> [What you are asked to do]
If a line of the data below contains the string "against", copy it into your answer.

> [Task input]

+--

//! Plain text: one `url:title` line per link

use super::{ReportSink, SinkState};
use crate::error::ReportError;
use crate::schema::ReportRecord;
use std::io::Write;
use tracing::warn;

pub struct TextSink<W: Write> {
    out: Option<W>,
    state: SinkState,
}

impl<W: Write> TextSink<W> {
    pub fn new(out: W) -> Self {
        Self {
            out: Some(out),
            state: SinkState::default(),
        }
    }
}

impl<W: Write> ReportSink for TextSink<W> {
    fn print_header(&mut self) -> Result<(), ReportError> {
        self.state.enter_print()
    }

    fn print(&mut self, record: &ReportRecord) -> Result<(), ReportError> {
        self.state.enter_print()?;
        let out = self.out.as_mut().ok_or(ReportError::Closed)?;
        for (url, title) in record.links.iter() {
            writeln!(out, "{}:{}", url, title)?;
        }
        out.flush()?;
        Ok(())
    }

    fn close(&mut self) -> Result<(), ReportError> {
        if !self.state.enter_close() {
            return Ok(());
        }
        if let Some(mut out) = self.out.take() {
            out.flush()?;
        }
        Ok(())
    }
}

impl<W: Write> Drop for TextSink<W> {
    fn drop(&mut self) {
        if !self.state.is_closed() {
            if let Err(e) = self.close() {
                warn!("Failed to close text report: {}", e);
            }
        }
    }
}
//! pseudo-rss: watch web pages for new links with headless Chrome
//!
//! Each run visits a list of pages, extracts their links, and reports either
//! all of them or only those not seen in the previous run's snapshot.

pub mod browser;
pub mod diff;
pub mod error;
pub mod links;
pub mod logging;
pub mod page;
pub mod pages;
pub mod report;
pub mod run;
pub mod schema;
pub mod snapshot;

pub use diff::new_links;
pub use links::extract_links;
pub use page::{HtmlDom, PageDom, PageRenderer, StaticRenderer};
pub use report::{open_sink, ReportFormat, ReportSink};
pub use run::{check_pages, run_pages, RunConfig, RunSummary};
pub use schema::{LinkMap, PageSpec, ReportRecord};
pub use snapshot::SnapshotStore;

+--

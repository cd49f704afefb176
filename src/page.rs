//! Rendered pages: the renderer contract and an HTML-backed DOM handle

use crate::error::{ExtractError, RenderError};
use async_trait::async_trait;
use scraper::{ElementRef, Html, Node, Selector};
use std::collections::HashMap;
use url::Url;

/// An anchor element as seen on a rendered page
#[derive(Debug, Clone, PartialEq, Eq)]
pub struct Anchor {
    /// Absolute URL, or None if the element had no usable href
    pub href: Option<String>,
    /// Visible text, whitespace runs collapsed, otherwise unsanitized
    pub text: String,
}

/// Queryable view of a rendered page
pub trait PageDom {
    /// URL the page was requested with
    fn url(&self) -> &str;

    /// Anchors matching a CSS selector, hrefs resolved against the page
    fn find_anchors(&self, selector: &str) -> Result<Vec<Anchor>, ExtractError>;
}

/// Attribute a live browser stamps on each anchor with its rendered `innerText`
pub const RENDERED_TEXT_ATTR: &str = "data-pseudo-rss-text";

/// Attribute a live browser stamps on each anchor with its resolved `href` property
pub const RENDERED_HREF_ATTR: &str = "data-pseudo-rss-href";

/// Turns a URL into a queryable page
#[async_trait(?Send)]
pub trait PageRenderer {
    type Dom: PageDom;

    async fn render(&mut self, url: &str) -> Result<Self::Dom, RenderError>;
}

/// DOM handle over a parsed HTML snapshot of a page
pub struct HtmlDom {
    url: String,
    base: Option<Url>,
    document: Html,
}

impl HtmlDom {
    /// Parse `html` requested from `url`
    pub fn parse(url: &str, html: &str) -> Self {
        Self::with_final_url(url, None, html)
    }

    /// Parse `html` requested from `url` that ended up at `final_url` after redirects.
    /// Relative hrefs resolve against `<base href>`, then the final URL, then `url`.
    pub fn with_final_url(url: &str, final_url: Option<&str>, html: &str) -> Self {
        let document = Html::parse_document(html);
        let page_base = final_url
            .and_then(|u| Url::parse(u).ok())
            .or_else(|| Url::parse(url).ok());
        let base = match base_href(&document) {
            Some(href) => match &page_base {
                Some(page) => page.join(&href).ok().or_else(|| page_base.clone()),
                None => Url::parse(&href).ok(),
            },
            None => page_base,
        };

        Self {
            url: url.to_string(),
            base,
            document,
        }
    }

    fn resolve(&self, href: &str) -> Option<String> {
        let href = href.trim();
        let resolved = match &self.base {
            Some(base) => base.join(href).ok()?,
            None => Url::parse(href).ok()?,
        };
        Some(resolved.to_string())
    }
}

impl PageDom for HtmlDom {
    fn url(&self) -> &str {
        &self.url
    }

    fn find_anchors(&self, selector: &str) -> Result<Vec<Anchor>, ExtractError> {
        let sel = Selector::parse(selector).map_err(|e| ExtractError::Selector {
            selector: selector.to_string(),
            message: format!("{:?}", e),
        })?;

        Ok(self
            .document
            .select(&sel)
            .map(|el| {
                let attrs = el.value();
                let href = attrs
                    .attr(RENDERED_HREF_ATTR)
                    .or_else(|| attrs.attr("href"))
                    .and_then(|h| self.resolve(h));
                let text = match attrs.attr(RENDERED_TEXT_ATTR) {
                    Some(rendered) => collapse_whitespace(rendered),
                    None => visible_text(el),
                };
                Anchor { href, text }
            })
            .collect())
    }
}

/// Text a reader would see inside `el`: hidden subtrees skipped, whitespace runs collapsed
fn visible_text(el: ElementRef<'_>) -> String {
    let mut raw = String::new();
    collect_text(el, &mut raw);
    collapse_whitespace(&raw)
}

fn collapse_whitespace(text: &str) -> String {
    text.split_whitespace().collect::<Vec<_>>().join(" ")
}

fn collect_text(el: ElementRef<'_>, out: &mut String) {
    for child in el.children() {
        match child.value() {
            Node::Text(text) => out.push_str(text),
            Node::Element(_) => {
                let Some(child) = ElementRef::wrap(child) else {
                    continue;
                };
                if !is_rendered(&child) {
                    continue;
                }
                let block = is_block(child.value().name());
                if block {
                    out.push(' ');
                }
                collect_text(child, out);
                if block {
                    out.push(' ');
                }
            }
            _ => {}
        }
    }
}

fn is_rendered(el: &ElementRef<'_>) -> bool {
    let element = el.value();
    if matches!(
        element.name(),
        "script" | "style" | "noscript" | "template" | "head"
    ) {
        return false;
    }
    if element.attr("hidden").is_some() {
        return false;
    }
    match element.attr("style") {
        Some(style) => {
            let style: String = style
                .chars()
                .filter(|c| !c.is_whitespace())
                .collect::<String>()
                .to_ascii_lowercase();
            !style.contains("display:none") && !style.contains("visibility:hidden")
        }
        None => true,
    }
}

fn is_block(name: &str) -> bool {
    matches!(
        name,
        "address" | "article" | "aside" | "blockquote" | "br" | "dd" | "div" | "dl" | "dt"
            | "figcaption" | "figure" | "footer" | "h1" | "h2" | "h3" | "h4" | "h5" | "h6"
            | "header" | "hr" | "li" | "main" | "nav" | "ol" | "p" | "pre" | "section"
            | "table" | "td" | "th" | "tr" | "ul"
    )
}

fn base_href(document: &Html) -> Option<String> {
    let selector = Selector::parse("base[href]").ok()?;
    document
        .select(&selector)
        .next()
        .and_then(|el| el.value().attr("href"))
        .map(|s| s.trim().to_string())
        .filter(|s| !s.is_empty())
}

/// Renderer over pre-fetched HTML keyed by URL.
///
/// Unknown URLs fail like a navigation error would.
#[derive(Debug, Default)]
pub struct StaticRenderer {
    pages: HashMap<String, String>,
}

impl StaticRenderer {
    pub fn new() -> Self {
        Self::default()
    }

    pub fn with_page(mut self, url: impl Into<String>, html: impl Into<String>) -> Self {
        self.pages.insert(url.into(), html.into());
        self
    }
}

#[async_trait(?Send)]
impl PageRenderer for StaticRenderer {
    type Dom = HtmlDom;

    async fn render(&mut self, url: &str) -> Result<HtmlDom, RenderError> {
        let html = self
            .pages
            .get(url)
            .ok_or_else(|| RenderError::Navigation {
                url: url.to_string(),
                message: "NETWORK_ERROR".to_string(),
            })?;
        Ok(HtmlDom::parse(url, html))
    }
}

+--

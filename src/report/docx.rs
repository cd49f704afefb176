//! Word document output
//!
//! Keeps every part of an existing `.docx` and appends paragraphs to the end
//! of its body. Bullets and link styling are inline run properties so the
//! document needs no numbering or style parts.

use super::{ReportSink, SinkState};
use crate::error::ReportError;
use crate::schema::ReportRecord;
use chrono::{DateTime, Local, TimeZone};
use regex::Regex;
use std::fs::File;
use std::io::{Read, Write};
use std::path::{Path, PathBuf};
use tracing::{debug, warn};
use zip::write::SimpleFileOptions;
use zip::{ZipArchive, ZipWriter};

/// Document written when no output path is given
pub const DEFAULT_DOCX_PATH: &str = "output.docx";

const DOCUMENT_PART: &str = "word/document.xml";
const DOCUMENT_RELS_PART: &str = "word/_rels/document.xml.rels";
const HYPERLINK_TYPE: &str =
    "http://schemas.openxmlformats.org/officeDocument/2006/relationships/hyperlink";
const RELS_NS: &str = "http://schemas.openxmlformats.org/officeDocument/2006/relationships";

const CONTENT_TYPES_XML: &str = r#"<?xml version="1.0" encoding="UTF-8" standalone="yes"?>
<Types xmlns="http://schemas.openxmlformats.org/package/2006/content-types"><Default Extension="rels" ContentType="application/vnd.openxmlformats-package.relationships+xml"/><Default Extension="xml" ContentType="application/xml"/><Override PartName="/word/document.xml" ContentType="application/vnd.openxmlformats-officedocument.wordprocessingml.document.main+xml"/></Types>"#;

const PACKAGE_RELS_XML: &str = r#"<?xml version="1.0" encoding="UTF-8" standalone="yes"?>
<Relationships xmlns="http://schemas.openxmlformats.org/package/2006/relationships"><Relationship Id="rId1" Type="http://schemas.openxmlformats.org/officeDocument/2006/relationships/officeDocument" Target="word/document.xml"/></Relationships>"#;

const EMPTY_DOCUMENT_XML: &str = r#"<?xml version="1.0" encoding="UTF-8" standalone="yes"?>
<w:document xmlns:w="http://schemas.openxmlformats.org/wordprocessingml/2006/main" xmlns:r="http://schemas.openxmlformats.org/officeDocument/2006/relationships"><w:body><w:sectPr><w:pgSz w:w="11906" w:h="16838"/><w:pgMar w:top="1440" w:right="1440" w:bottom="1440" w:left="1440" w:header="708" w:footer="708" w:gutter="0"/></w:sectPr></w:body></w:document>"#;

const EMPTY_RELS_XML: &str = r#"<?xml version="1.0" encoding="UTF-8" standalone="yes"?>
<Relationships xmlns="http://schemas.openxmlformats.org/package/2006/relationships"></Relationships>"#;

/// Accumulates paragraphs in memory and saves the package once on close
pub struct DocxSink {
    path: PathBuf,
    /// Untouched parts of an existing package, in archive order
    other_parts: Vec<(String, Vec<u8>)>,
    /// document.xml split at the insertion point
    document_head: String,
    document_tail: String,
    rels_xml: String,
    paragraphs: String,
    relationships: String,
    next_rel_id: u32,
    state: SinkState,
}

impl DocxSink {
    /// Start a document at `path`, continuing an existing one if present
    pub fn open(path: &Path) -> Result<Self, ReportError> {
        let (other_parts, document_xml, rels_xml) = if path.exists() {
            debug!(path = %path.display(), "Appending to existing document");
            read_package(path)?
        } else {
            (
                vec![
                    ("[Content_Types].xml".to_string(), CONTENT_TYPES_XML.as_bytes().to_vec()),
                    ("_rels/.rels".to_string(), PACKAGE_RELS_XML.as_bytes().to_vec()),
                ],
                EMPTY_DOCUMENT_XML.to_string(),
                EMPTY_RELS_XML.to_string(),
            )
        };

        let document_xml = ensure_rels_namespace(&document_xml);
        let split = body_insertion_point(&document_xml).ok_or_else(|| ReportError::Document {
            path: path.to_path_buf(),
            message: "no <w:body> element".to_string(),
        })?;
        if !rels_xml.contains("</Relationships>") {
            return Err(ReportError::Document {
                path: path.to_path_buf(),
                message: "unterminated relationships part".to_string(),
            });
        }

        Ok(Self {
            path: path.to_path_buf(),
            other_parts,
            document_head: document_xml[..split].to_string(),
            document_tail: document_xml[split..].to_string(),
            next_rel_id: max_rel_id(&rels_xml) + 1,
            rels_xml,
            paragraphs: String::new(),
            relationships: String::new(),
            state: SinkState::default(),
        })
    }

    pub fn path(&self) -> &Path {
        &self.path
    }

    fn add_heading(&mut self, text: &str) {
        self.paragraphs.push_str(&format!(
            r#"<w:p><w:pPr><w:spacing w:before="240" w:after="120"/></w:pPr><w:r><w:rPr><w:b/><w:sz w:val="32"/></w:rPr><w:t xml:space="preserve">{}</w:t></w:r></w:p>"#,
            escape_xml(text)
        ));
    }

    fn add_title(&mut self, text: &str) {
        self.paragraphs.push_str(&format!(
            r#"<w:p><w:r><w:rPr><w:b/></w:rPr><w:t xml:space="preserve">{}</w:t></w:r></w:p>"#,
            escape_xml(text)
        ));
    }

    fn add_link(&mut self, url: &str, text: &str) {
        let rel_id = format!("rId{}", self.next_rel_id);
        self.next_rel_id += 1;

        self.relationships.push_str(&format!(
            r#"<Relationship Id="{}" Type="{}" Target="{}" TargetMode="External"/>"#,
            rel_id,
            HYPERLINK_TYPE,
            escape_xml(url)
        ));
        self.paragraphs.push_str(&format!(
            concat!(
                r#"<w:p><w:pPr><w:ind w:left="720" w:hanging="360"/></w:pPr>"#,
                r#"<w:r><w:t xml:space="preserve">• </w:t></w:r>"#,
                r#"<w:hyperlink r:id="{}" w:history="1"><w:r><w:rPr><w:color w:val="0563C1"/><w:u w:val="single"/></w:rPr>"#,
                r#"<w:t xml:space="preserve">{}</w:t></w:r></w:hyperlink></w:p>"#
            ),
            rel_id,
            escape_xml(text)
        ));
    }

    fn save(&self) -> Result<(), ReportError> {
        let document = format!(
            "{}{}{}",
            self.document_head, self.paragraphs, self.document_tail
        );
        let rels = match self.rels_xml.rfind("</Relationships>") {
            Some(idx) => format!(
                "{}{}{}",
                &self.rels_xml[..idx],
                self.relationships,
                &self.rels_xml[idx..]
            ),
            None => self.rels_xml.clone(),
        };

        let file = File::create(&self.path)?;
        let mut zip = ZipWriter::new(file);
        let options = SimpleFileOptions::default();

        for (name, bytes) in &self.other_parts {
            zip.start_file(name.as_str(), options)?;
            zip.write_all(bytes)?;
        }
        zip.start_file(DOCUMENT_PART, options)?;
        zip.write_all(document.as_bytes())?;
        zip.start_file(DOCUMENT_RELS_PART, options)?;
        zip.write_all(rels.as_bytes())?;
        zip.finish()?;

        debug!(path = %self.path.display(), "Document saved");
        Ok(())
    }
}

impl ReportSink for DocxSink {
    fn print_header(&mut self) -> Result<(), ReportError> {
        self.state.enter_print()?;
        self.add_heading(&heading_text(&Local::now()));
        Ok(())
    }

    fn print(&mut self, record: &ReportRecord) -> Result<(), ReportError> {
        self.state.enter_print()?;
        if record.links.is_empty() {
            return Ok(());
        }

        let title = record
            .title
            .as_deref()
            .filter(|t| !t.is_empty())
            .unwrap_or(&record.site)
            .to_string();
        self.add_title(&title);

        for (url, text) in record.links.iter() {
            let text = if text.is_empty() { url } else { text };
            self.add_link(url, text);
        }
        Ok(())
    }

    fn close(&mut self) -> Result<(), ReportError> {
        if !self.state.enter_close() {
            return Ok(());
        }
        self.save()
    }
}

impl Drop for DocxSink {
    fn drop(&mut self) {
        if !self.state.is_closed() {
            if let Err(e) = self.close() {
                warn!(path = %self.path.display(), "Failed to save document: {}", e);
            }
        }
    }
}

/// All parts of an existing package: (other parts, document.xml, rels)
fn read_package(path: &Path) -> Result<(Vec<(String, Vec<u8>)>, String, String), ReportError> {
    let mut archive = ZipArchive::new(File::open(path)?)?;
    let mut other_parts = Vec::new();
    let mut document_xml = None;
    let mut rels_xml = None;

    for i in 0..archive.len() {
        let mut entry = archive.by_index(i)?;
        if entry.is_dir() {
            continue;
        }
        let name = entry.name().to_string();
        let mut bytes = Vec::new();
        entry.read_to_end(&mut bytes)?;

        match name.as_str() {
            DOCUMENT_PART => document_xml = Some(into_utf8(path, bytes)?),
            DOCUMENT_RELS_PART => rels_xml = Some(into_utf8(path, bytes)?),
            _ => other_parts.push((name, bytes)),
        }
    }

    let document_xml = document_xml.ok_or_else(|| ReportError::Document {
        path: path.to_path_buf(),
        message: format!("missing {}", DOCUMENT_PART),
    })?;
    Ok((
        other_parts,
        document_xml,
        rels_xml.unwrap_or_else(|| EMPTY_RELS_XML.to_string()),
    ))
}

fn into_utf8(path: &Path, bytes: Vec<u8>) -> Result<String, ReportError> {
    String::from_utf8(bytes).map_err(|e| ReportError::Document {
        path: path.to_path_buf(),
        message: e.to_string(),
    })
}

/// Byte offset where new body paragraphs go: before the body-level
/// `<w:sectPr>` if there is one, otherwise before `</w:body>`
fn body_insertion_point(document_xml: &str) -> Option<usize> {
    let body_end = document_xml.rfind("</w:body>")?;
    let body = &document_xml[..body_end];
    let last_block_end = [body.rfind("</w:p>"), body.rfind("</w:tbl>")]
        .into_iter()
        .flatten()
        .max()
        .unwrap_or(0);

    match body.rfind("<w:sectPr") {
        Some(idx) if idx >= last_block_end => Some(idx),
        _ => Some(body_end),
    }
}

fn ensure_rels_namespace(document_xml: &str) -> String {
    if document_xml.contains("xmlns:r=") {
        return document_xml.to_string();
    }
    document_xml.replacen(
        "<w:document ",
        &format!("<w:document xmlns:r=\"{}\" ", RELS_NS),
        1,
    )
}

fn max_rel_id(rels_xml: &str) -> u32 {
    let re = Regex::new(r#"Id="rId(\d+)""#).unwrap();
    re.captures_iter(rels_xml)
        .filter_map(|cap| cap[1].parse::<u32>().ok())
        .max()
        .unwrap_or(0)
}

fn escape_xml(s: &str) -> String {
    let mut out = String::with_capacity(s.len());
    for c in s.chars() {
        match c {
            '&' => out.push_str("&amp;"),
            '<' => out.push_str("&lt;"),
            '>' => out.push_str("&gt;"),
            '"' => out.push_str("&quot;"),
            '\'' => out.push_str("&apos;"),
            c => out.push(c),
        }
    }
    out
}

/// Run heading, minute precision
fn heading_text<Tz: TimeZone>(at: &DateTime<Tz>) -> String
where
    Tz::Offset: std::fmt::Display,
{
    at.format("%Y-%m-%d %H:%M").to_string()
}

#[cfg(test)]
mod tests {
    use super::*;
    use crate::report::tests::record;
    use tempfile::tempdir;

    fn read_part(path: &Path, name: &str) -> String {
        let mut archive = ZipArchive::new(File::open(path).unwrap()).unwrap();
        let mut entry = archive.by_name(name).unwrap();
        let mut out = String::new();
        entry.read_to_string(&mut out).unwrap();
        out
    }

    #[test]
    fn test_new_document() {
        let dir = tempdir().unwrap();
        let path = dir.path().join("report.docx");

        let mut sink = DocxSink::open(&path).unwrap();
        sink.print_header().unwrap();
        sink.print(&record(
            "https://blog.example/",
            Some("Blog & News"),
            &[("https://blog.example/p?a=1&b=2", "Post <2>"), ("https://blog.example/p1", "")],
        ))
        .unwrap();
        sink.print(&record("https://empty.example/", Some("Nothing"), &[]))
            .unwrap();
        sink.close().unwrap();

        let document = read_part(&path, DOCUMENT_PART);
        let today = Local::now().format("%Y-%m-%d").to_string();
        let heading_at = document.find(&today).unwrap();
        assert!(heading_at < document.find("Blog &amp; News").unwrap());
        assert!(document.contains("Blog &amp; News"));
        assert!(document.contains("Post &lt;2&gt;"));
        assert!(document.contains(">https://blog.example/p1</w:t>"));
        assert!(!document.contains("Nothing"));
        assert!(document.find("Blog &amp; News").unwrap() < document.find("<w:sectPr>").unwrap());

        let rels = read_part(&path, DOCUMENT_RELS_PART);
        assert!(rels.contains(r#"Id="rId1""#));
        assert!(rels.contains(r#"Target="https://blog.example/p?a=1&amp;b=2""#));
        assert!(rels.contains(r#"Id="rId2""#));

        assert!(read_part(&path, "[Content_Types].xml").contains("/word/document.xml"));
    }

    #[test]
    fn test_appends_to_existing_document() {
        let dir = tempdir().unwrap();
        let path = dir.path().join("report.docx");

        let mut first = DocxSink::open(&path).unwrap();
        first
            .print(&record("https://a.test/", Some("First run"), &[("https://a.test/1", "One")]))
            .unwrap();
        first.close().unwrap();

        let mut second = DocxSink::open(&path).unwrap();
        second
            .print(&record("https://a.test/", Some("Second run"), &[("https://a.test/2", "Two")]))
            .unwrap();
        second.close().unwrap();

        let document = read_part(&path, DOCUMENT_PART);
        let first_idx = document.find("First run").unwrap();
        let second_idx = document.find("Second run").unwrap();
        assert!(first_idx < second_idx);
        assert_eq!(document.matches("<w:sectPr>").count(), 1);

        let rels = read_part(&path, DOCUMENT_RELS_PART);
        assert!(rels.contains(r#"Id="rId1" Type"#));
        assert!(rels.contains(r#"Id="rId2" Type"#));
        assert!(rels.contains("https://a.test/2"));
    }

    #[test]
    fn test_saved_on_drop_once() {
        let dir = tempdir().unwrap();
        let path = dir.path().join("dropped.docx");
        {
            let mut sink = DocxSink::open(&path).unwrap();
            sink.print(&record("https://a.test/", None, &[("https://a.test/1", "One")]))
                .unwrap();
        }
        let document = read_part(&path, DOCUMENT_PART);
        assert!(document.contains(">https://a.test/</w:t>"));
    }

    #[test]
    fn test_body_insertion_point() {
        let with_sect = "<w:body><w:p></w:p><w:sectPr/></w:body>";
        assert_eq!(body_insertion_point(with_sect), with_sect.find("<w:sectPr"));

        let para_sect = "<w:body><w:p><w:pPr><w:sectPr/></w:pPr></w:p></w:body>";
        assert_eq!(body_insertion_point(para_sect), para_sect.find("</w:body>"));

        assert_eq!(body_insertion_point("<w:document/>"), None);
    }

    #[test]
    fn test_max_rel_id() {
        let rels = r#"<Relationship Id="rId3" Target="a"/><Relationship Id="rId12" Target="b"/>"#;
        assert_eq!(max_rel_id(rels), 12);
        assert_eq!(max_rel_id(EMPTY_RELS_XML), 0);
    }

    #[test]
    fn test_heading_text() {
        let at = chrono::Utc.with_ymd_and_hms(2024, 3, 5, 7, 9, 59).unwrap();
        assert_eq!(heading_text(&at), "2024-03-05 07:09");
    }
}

+--

> [Output for this task]
    /// Anchors matching a CSS selector, hrefs resolved against the page
    /// Relative hrefs resolve against `<base href>`, then the final URL, then `url`.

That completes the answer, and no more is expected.